Выбрать главу

МХАТ‑2‑й, обескровленный нашим уходом, трудно находил свой путь. И я, вначале ревниво наблюдавший его успехи, вдруг с удивлением заметил, что после ухода Чехова он потерял для меня интерес. Потому что — таково мое твердое убеждение — это был уже не тот театр, в котором когда-то, полтора десятилетия назад, я начинал свой творческий путь.

В самом деле. Сперва мы потеряли Станиславского, не нашедшего в нас настоящей поддержки своим мечтам. Потом ушел навсегда Сулержицкий — душа и совесть Студии, ее нравственное начало. Потом развернулась позорная полоса эмиграции. Умер Вахтангов. Затем пришлось уйти нам — шестнадцати работоспособным членам труппы. Наконец, театр утратил Чехова, своего первого и лучшего актера. И хотя среди оставшихся были люди достаточно интересные, и хотя в театр постоянно вливался приток свежих сил, — все эти потери настолько изменили его лицо, что вряд ли правильно будет вести историю этого театра — МХАТ‑2‑го 1928 года и далее — от того благодатного весеннего дня, когда Константин Сергеевич собрал нас всех над кинотеатром «Люкс» и объявил о начале Студии.
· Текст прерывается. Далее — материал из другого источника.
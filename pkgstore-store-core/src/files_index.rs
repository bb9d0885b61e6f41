// SPDX-FileCopyrightText: 2026 pkgstore contributors
// SPDX-License-Identifier: MIT

//! The per-package files index.
//!
//! Persisted as JSON next to the content it describes:
//!
//! ```json
//! {
//!   "name": "a",
//!   "version": "1.0.0",
//!   "requiresBuild": false,
//!   "files": {
//!     "package.json": { "integrity": "sha512-…", "mode": 420, "size": 33, "checkedAt": 1700000000000 }
//!   },
//!   "sideEffects": { "linux-x64-node20": { "build/addon.node": { … } } }
//! }
//! ```
//!
//! `name`, `version` and `checkedAt` are optional so indices written by older
//! store versions still load.

use std::collections::BTreeMap;

use serde::{Deserialize, Serialize};

use crate::Hash;
use crate::content_path::{FileType, content_path, file_type_from_mode};

/// Relative path inside a package → record.
pub type FilesMap = BTreeMap<String, PackageFileRecord>;

/// Side-effect cache key (usually platform/arch/runtime) → files of that build.
pub type SideEffects = BTreeMap<String, FilesMap>;

#[derive(Debug, Clone, PartialEq, Eq, Serialize, Deserialize)]
#[serde(rename_all = "camelCase")]
pub struct PackageFileRecord {
    pub integrity: Hash,
    pub mode: u32,
    pub size: u64,
    /// Milliseconds since the Unix epoch at which the content was last
    /// written or verified. Missing means never.
    #[serde(default, skip_serializing_if = "Option::is_none")]
    pub checked_at: Option<u64>,
}

impl PackageFileRecord {
    pub fn file_type(&self) -> FileType {
        file_type_from_mode(self.mode)
    }

    /// Store-relative location of this record's content.
    pub fn content_path(&self) -> std::path::PathBuf {
        content_path(self.file_type(), &self.integrity)
    }

    pub fn checked_at_or_epoch(&self) -> u64 {
        self.checked_at.unwrap_or(0)
    }
}

#[derive(Debug, Clone, Default, PartialEq, Eq, Serialize, Deserialize)]
#[serde(rename_all = "camelCase")]
pub struct PackageFilesIndex {
    #[serde(default, skip_serializing_if = "Option::is_none")]
    pub name: Option<String>,
    #[serde(default, skip_serializing_if = "Option::is_none")]
    pub version: Option<String>,
    #[serde(default, skip_serializing_if = "Option::is_none")]
    pub requires_build: Option<bool>,
    pub files: FilesMap,
    #[serde(default, skip_serializing_if = "Option::is_none")]
    pub side_effects: Option<SideEffects>,
}

impl PackageFilesIndex {
    pub fn new(files: FilesMap) -> Self {
        Self {
            files,
            ..Default::default()
        }
    }

    /// Number of records across `files` and every side-effect group.
    pub fn record_count(&self) -> usize {
        self.files.len()
            + self
                .side_effects
                .iter()
                .flat_map(|groups| groups.values())
                .map(BTreeMap::len)
                .sum::<usize>()
    }
}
Однако я должен решительно оговориться. Я бы не хотел, чтобы мои читатели соблазнились дешевой возможностью вывести из всего вышеизложенного закономерность ликвидации в 1936 году так называемого МХАТ‑2‑го. Именно потому, что на протяжении 1912 – 1936 годов под маркой единого творческого организма функционировали, по существу, два разных театра с разной программой и обликом, этого делать не следует. В 1936 году ликвидации подвергся совсем не тот театр, который когда-то создавал Станиславский.  С тем, на мой взгляд, было покончено раньше, тот умер собственной смертью, рухнул под тяжестью внутренних противоречий. Что же касается так называемого МХАТ‑2‑го, то не мне судить о том, какими причинами было вызвано к жизни столь суровое постановление. В этом театре я не работал, за ним не следил, его не знал. Этот театр и процессы, в нем происходившие, еще подлежат, как мне кажется, суду истории.

А мы, расставшись с родным театром, разбрелись кто куда, стали бездомными бродягами в искусстве, кочующими из театра в театр. Кое‑кто осел в Театре Революции (Ключарев, Музалевский, Пыжова, потом переключившаяся целиком на режиссерско-педагогическую деятельность); Федор Москвин, которого я любил особенно, поступил в Вахтанговский театр и погиб в первый год войны; в разных театрах побывал Леонид Волков. Что же касается меня, то в силу своего и в самом деле беспокойного нрава я оказался больше других подверженным «охоте к перемене мест». Я работал в театре бывш. Корша, в театре Революции, в Ленинградском театре Народного дома (где состоялась премьера «Первой Конной»), в театре ВЦСПС, в Большом драматическом, в Малом, наконец, в Московском драматическом театре имени А. С. Пушкина. Ставил я и в провинции, на радио, снимался в кино — словом, жизнь прожита большая, и, думая о ней, я не жалею, что в трудных обстоятельствах конфликта сумел сохранить принципиальность, предпочел разрыв примирению.

Но здесь и кончаются те конкретные основания, которые побудили меня взяться за перо и написать эту книгу. В ней шла речь о художественных явлениях, переживших сложную творческую эволюцию, достаточно поучительную для каждого, кто считает эпоху предреволюционных лет и затем первых лет Октября достойной внимания исследователя. Шла речь не обо мне лично, а о тех художниках, которые освещали собой мою юность. О Станиславском и Немировиче-Данченко, Сулержицком и Чехове, о Вахтангове и студийцах.  О семнадцатилетии, образующем цельный кусок моей творческой биографии.

С уходом «группы» из МХАТ‑2‑го закончилась эта страница и начались другие, уже совсем иного рода и характера. Думаю, что и они представляют известный интерес — мой скромный опыт займет свое место в истории советской режиссуры, пока еще не написанной. Но именно потому, что я бродяжил, переходил из театра в театр, из коллектива в коллектив, речь может идти лишь о моем личном опыте, но не об опыте тех театров, где мне приводилось работать. Это — тема следующей книги.

Примечания

[1] Вл. И. Немирович-Данченко, Избранные письма, «Искусство», 1954, стр. 296 – 297.

[2] «Современное слово», СПб., 21 сентября 1910 г.; «Речь», СПб., 21 сентября 1910 г. и другие перепечатки.

[3] См. журн. «Октябрь», 1954, № 10.